After great effort and lengthy campaigning, ecstasy has finally gotten the go ahead from the FDA to enter its final phase of testing.
The theory is that Molly, paired with psychotherapy, allows patients to look inwards without their previously engrained anxiety and hesitation.
In a clinical trial funded and conducted by MAPS (Multidisciplinary Association for Psychedelic Studies), studies aim to explore how MDMA could be used for long-term treatment of post-traumatic stress disorder.
When a small scale human trial began in 2012, results showed 83% of participants no longer showed signs of PTSD two months after MDMA treatment. Four years on, and long term follow-ups showed these effects have lasted the majority of patients.
“It changed by life” says C.J. Harden, former US Army Sergeant who served in both Iraq and Afghanistan.
This news has invited a lot of sceptics to raise their concern. “It sends the message that this drug will help you solve your problems, when often it just creates problems” psychologist Andrew Parrot told The New York Times.
But the truth it, PTSD is notoriously hard to treat.
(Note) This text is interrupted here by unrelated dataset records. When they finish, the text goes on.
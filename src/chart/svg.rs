//! Low level pieces shared by every chart: the plot frame, value scaling, axes and text.

pub const WIDTH: f64 = 800.0;
pub const HEIGHT: f64 = 480.0;

const LEFT: f64 = 80.0;
const RIGHT: f64 = 30.0;
const TOP: f64 = 50.0;
const BOTTOM: f64 = 60.0;

pub const GRID_COLOR: &str = "#dddddd";
pub const AXIS_COLOR: &str = "#333333";

// Matplotlib's default cycle, charts that overlay several instruments pick colours in order.
pub const PALETTE: [&str; 10] = [
    "#1f77b4", "#ff7f0e", "#2ca02c", "#d62728", "#9467bd", "#8c564b", "#e377c2", "#7f7f7f",
    "#bcbd22", "#17becf",
];

pub fn escape(text: &str) -> String {
    text.replace('&', "&amp;")
        .replace('<', "&lt;")
        .replace('>', "&gt;")
        .replace('"', "&quot;")
}

/// Smallest and largest finite value, widened when flat so that the frame never divides by zero.
pub fn extent(values: impl IntoIterator<Item = f64>, include_zero: bool) -> Option<(f64, f64)> {
    let mut min_v = f64::INFINITY;
    let mut max_v = f64::NEG_INFINITY;
    for value in values.into_iter().filter(|v| v.is_finite()) {
        min_v = min_v.min(value);
        max_v = max_v.max(value);
    }

    if include_zero {
        min_v = min_v.min(0.0);
        max_v = max_v.max(0.0);
    }

    if !min_v.is_finite() || !max_v.is_finite() {
        return None;
    }

    if min_v == max_v {
        let adjust = if min_v == 0.0 { 1.0 } else { min_v.abs() * 0.1 };
        return Some((min_v - adjust, max_v + adjust));
    }

    let margin = (max_v - min_v) * 0.05;
    Some((min_v - margin, max_v + margin))
}

/// Evenly spaced values from min to max inclusive.
pub fn ticks(min_v: f64, max_v: f64, count: usize) -> Vec<f64> {
    if count < 2 {
        return vec![min_v];
    }
    let step = (max_v - min_v) / (count - 1) as f64;
    (0..count).map(|i| min_v + step * i as f64).collect()
}

pub fn format_tick(value: f64, span: f64) -> String {
    if span < 0.1 {
        format!("{value:.4}")
    } else if span < 10.0 {
        format!("{value:.2}")
    } else {
        format!("{value:.0}")
    }
}

/// Maps data coordinates onto the plot area of a fixed size document.
pub struct Frame {
    pub x_range: (f64, f64),
    pub y_range: (f64, f64),
}

impl Frame {
    pub fn new(x_range: (f64, f64), y_range: (f64, f64)) -> Self {
        Self { x_range, y_range }
    }

    pub fn left(&self) -> f64 {
        LEFT
    }

    pub fn right(&self) -> f64 {
        WIDTH - RIGHT
    }

    pub fn top(&self) -> f64 {
        TOP
    }

    pub fn bottom(&self) -> f64 {
        HEIGHT - BOTTOM
    }

    pub fn x(&self, value: f64) -> f64 {
        let (min_v, max_v) = self.x_range;
        if (max_v - min_v).abs() < f64::EPSILON {
            return (self.left() + self.right()) / 2.0;
        }
        self.left() + (value - min_v) / (max_v - min_v) * (self.right() - self.left())
    }

    pub fn y(&self, value: f64) -> f64 {
        let (min_v, max_v) = self.y_range;
        if (max_v - min_v).abs() < f64::EPSILON {
            return (self.top() + self.bottom()) / 2.0;
        }
        self.bottom() - (value - min_v) / (max_v - min_v) * (self.bottom() - self.top())
    }

    /// Opening tag, background, title and axis labels.
    pub fn open(&self, title: &str, x_label: &str, y_label: &str) -> String {
        let mut svg = format!(
            r#"<svg xmlns="http://www.w3.org/2000/svg" width="{w}" height="{h}" viewBox="0 0 {w} {h}"><style>text{{font-family:Arial,sans-serif;font-size:11px;fill:#333}}</style><rect width="100%" height="100%" fill="white" />"#,
            w = WIDTH,
            h = HEIGHT
        );
        svg.push_str(&format!(
            r#"<text x="{x:.2}" y="{y:.2}" text-anchor="middle" font-size="15">{title}</text>"#,
            x = WIDTH / 2.0,
            y = TOP / 2.0 + 5.0,
            title = escape(title)
        ));
        svg.push_str(&format!(
            r#"<text x="{x:.2}" y="{y:.2}" text-anchor="middle">{label}</text>"#,
            x = (self.left() + self.right()) / 2.0,
            y = HEIGHT - 15.0,
            label = escape(x_label)
        ));
        svg.push_str(&format!(
            r#"<text x="{x:.2}" y="{y:.2}" text-anchor="middle" transform="rotate(-90 {x:.2} {y:.2})">{label}</text>"#,
            x = 18.0,
            y = (self.top() + self.bottom()) / 2.0,
            label = escape(y_label)
        ));
        svg
    }

    pub fn close(&self) -> &'static str {
        "</svg>"
    }

    /// Box around the plot area.
    pub fn border(&self, svg: &mut String) {
        svg.push_str(&format!(
            r#"<rect x="{x:.2}" y="{y:.2}" width="{w:.2}" height="{h:.2}" fill="none" stroke="{color}" stroke-width="1" />"#,
            x = self.left(),
            y = self.top(),
            w = self.right() - self.left(),
            h = self.bottom() - self.top(),
            color = AXIS_COLOR
        ));
    }

    /// Horizontal grid lines with labelled ticks on the y axis.
    pub fn y_grid(&self, svg: &mut String, count: usize) {
        let (min_v, max_v) = self.y_range;
        for value in ticks(min_v, max_v, count) {
            let y = self.y(value);
            svg.push_str(&format!(
                r#"<line x1="{x1:.2}" y1="{y:.2}" x2="{x2:.2}" y2="{y:.2}" stroke="{color}" stroke-width="0.8" />"#,
                x1 = self.left(),
                x2 = self.right(),
                y = y,
                color = GRID_COLOR
            ));
            svg.push_str(&format!(
                r#"<text x="{x:.2}" y="{y:.2}" text-anchor="end">{label}</text>"#,
                x = self.left() - 6.0,
                y = y + 4.0,
                label = format_tick(value, max_v - min_v)
            ));
        }
    }

    /// Vertical grid lines with labelled ticks on a numeric x axis.
    pub fn x_grid(&self, svg: &mut String, count: usize) {
        let (min_v, max_v) = self.x_range;
        for value in ticks(min_v, max_v, count) {
            self.x_tick(svg, self.x(value), &format_tick(value, max_v - min_v), true);
        }
    }

    /// Single labelled tick below the plot area, optionally with a grid line.
    pub fn x_tick(&self, svg: &mut String, x: f64, label: &str, grid: bool) {
        if grid {
            svg.push_str(&format!(
                r#"<line x1="{x:.2}" y1="{y1:.2}" x2="{x:.2}" y2="{y2:.2}" stroke="{color}" stroke-width="0.8" />"#,
                x = x,
                y1 = self.top(),
                y2 = self.bottom(),
                color = GRID_COLOR
            ));
        }
        svg.push_str(&format!(
            r#"<line x1="{x:.2}" y1="{y1:.2}" x2="{x:.2}" y2="{y2:.2}" stroke="{color}" stroke-width="1" />"#,
            x = x,
            y1 = self.bottom(),
            y2 = self.bottom() + 4.0,
            color = AXIS_COLOR
        ));
        svg.push_str(&format!(
            r#"<text x="{x:.2}" y="{y:.2}" text-anchor="middle">{label}</text>"#,
            x = x,
            y = self.bottom() + 18.0,
            label = escape(label)
        ));
    }
}

pub fn polyline(points: &[(f64, f64)], color: &str, dash: bool) -> String {
    if points.is_empty() {
        return String::new();
    }

    let coords = points
        .iter()
        .map(|(x, y)| format!("{x:.2},{y:.2}"))
        .collect::<Vec<_>>()
        .join(" ");

    format!(
        r#"<polyline fill="none" stroke="{color}" stroke-width="1.5" stroke-dasharray="{dash}" points="{coords}" />"#,
        color = color,
        dash = if dash { "6 4" } else { "0" },
        coords = coords
    )
}

pub fn no_data(svg: &mut String, frame: &Frame) {
    svg.push_str(&format!(
        r#"<text x="{x:.2}" y="{y:.2}" text-anchor="middle">No data</text>"#,
        x = (frame.left() + frame.right()) / 2.0,
        y = (frame.top() + frame.bottom()) / 2.0
    ));
}
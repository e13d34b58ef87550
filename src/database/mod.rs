pub mod manager;
pub mod memory;
pub mod models;
pub mod postgres;
pub mod store;

pub use manager::{DatabaseError, DatabaseManager};
pub use memory::MemoryStore;
pub use postgres::PgStore;
pub use store::{MovieStore, UserStore};
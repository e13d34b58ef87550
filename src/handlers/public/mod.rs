// handlers/public/mod.rs - Public handlers (no authentication required)
//
// Endpoints used to obtain a token. No middleware layers.

pub mod auth;
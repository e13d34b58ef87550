// handlers/protected/movies/show.rs - GET /get_movie/:id handler

use axum::{
    extract::{Path, State},
    Extension, Json,
};
use tracing::info;

use crate::app::AppState;
use crate::database::models::Movie;
use crate::error::ApiError;
use crate::middleware::AuthUser;

use super::{parse_movie_id, store_failure, MOVIE_NOT_FOUND};

pub async fn movie_show(
    State(state): State<AppState>,
    Path(id): Path<String>,
    Extension(user): Extension<AuthUser>,
) -> Result<Json<Movie>, ApiError> {
    let id = parse_movie_id(&id)?;

    let movie = state
        .movies
        .find_by_id(id)
        .await
        .map_err(|e| store_failure("movie_show", e))?
        .ok_or_else(|| ApiError::not_found(MOVIE_NOT_FOUND))?;

    info!(user = %user.username, movie_id = %movie.id, "Favourite movie found");
    Ok(Json(movie))
}
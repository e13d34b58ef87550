// handlers/protected/movies/list.rs - GET /get_movies handler

use axum::{extract::State, Extension, Json};
use tracing::info;

use crate::app::AppState;
use crate::database::models::Movie;
use crate::error::ApiError;
use crate::middleware::AuthUser;

use super::store_failure;

/// An empty collection answers 404 rather than `[]`; clients depend on it.
pub async fn movie_list(
    State(state): State<AppState>,
    Extension(user): Extension<AuthUser>,
) -> Result<Json<Vec<Movie>>, ApiError> {
    let movies = state
        .movies
        .find_all()
        .await
        .map_err(|e| store_failure("movie_list", e))?;

    if movies.is_empty() {
        info!(user = %user.username, "Favourite movies not found");
        return Err(ApiError::not_found("No favourite movies found"));
    }

    info!(user = %user.username, count = movies.len(), "Favourite movies found");
    Ok(Json(movies))
}
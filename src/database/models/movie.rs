use serde::{Deserialize, Deserializer, Serialize};
use serde_json::{Number, Value};
use uuid::Uuid;

/// Descriptive movie fields, keyed the way OMDb-style clients send them.
///
/// Every field is optional. As a request body this doubles as the partial
/// document for updates, where `None` means "leave unchanged".
#[derive(Debug, Clone, Default, PartialEq, Serialize, Deserialize)]
pub struct MovieFields {
    #[serde(rename = "Title", default, deserialize_with = "lenient_text")]
    pub title: Option<String>,
    #[serde(rename = "Year", default, deserialize_with = "lenient_text")]
    pub year: Option<String>,
    #[serde(rename = "Rated", default, deserialize_with = "lenient_text")]
    pub rated: Option<String>,
    #[serde(rename = "Released", default, deserialize_with = "lenient_text")]
    pub released: Option<String>,
    #[serde(rename = "Runtime", default, deserialize_with = "lenient_text")]
    pub runtime: Option<String>,
    #[serde(rename = "Genre", default, deserialize_with = "lenient_text")]
    pub genre: Option<String>,
    #[serde(rename = "Director", default, deserialize_with = "lenient_text")]
    pub director: Option<String>,
    #[serde(rename = "Writer", default, deserialize_with = "lenient_text")]
    pub writer: Option<String>,
    #[serde(rename = "Actors", default, deserialize_with = "lenient_text")]
    pub actors: Option<String>,
    #[serde(rename = "Plot", default, deserialize_with = "lenient_text")]
    pub plot: Option<String>,
    #[serde(rename = "Language", default, deserialize_with = "lenient_text")]
    pub language: Option<String>,
    #[serde(rename = "Country", default, deserialize_with = "lenient_text")]
    pub country: Option<String>,
    #[serde(rename = "Awards", default, deserialize_with = "lenient_text")]
    pub awards: Option<String>,
    #[serde(rename = "Poster", default, deserialize_with = "lenient_text")]
    pub poster: Option<String>,
    #[serde(rename = "Metascore", default, deserialize_with = "lenient_text")]
    pub metascore: Option<String>,
    #[serde(rename = "imdbRating", default, deserialize_with = "lenient_text")]
    pub imdb_rating: Option<String>,
    #[serde(rename = "imdbVotes", default, deserialize_with = "lenient_text")]
    pub imdb_votes: Option<String>,
    #[serde(rename = "imdbID", default, deserialize_with = "lenient_text")]
    pub imdb_id: Option<String>,
    #[serde(rename = "Type", default, deserialize_with = "lenient_text")]
    pub kind: Option<String>,
    #[serde(rename = "Response", default, deserialize_with = "lenient_text")]
    pub response: Option<String>,
    #[serde(rename = "Images", default)]
    pub images: Option<Vec<String>>,
}

impl MovieFields {
    /// Overwrite the fields present in `patch`, keeping the rest.
    pub fn merge(&mut self, patch: MovieFields) {
        macro_rules! take {
            ($($field:ident),* $(,)?) => {
                $(
                    if patch.$field.is_some() {
                        self.$field = patch.$field;
                    }
                )*
            };
        }

        take!(
            title, year, rated, released, runtime, genre, director, writer, actors, plot,
            language, country, awards, poster, metascore, imdb_rating, imdb_votes, imdb_id,
            kind, response, images,
        );
    }

    /// JSON object holding only the supplied fields (used as a JSONB merge patch)
    pub fn to_patch(&self) -> serde_json::Result<Value> {
        let mut value = serde_json::to_value(self)?;
        if let Value::Object(map) = &mut value {
            map.retain(|_, v| !v.is_null());
        }
        Ok(value)
    }
}

/// Accepts `"2021"`, `2021` or `true` for a text field; numbers and
/// booleans are kept as their JSON text.
fn lenient_text<'de, D>(deserializer: D) -> Result<Option<String>, D::Error>
where
    D: Deserializer<'de>,
{
    #[derive(Deserialize)]
    #[serde(untagged)]
    enum Text {
        Str(String),
        Num(Number),
        Bool(bool),
    }

    Ok(Option::<Text>::deserialize(deserializer)?.map(|text| match text {
        Text::Str(s) => s,
        Text::Num(n) => n.to_string(),
        Text::Bool(b) => b.to_string(),
    }))
}

/// A stored favourite movie
#[derive(Debug, Clone, PartialEq, Serialize, Deserialize)]
pub struct Movie {
    pub id: Uuid,
    #[serde(flatten)]
    pub fields: MovieFields,
}

impl Movie {
    pub fn new(fields: MovieFields) -> Self {
        Self { id: Uuid::new_v4(), fields }
    }
}
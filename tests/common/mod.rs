#![allow(dead_code)]

use std::sync::Arc;

use anyhow::{Context, Result};
use async_trait::async_trait;
use chrono::Duration;
use reqwest::StatusCode;
use serde_json::{json, Value};
use uuid::Uuid;

use favourite_movies_api::auth::{JwtTokens, TokenIssuer};
use favourite_movies_api::config::{AppConfig, StoreBackend};
use favourite_movies_api::database::models::{Movie, MovieFields, NewUser};
use favourite_movies_api::database::{DatabaseError, MemoryStore, MovieStore};
use favourite_movies_api::{app, AppState};

pub const TEST_SECRET: &str = "integration-test-secret";

pub struct TestServer {
    pub port: u16,
    pub base_url: String,
    pub client: reqwest::Client,
}

impl TestServer {
    pub fn url(&self, path: &str) -> String {
        format!("{}{}", self.base_url, path)
    }

    /// Register `username` and return a bearer token for it
    pub async fn login_as(&self, username: &str) -> Result<String> {
        let creds = json!({ "username": username, "password": "correct horse" });

        let res = self.client.post(self.url("/user_register")).json(&creds).send().await?;
        anyhow::ensure!(res.status() == StatusCode::CREATED, "register failed: {}", res.status());

        let res = self.client.post(self.url("/user_login")).json(&creds).send().await?;
        anyhow::ensure!(res.status() == StatusCode::OK, "login failed: {}", res.status());

        let body: Value = res.json().await?;
        body["token"]
            .as_str()
            .map(str::to_string)
            .context("login response has no token")
    }
}

fn test_config(port: u16) -> AppConfig {
    let mut config = AppConfig::development();
    config.database.backend = StoreBackend::Memory;
    config.security.jwt_secret = TEST_SECRET.to_string();
    config.api.port = port;
    config
}

/// Start the API in-process on a free port with a fresh in-memory store.
///
/// Each `#[tokio::test]` owns its runtime, so each test gets its own server.
pub async fn spawn_server() -> Result<TestServer> {
    let port = portpicker::pick_unused_port().context("failed to pick free port")?;
    let config = test_config(port);
    let state = AppState::from_config(&config).await?;
    serve(state, &config).await
}

/// Like `spawn_server`, but movies go to `movies`; users stay in memory
pub async fn spawn_server_with_movies(movies: Arc<dyn MovieStore>) -> Result<TestServer> {
    let port = portpicker::pick_unused_port().context("failed to pick free port")?;
    let config = test_config(port);
    let tokens = Arc::new(JwtTokens::from_hours(TEST_SECRET, 1)?);
    let state = AppState::new(movies, Arc::new(MemoryStore::new()), tokens);
    serve(state, &config).await
}

async fn serve(state: AppState, config: &AppConfig) -> Result<TestServer> {
    let port = config.api.port;
    let base_url = format!("http://127.0.0.1:{}", port);
    let router = app(state, config);

    let listener = tokio::net::TcpListener::bind(("127.0.0.1", port))
        .await
        .with_context(|| format!("failed to bind {}", base_url))?;
    tokio::spawn(async move {
        axum::serve(listener, router).await.ok();
    });

    Ok(TestServer { port, base_url, client: reqwest::Client::new() })
}

/// Movie store whose backend is always down
pub struct UnavailableMovieStore;

fn unavailable() -> DatabaseError {
    DatabaseError::Sqlx(sqlx::Error::PoolTimedOut)
}

#[async_trait]
impl MovieStore for UnavailableMovieStore {
    async fn create(&self, _fields: MovieFields) -> Result<Movie, DatabaseError> {
        Err(unavailable())
    }

    async fn find_all(&self) -> Result<Vec<Movie>, DatabaseError> {
        Err(unavailable())
    }

    async fn find_by_id(&self, _id: Uuid) -> Result<Option<Movie>, DatabaseError> {
        Err(unavailable())
    }

    async fn update_by_id(&self, _id: Uuid, _patch: MovieFields) -> Result<Option<Movie>, DatabaseError> {
        Err(unavailable())
    }

    async fn delete_by_id(&self, _id: Uuid) -> Result<bool, DatabaseError> {
        Err(unavailable())
    }
}

/// A correctly signed token whose expiry is already in the past
pub fn expired_token() -> Result<String> {
    let tokens = JwtTokens::new(TEST_SECRET, Duration::hours(-2))?;
    let user = NewUser { username: "ghost".into(), password_hash: String::new() }.into_user();
    Ok(tokens.issue(&user)?)
}

/// A live token signed with a key the server doesn't know
pub fn foreign_token() -> Result<String> {
    let tokens = JwtTokens::from_hours("someone-elses-secret", 1)?;
    let user = NewUser { username: "mallory".into(), password_hash: String::new() }.into_user();
    Ok(tokens.issue(&user)?)
}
Results from traditional psychotherapy are incomparable to the remarkable improvement documented through the MAPS MDMA trials.
The FDA agreed on Tuesday to allow for a large-scale Phase 3 clinical trial of the Schedule One drug, which starts in 2017 and will go for four years. If these trials show continued effective treatment of PTSD, ecstasy could become available for clinical use in 2021.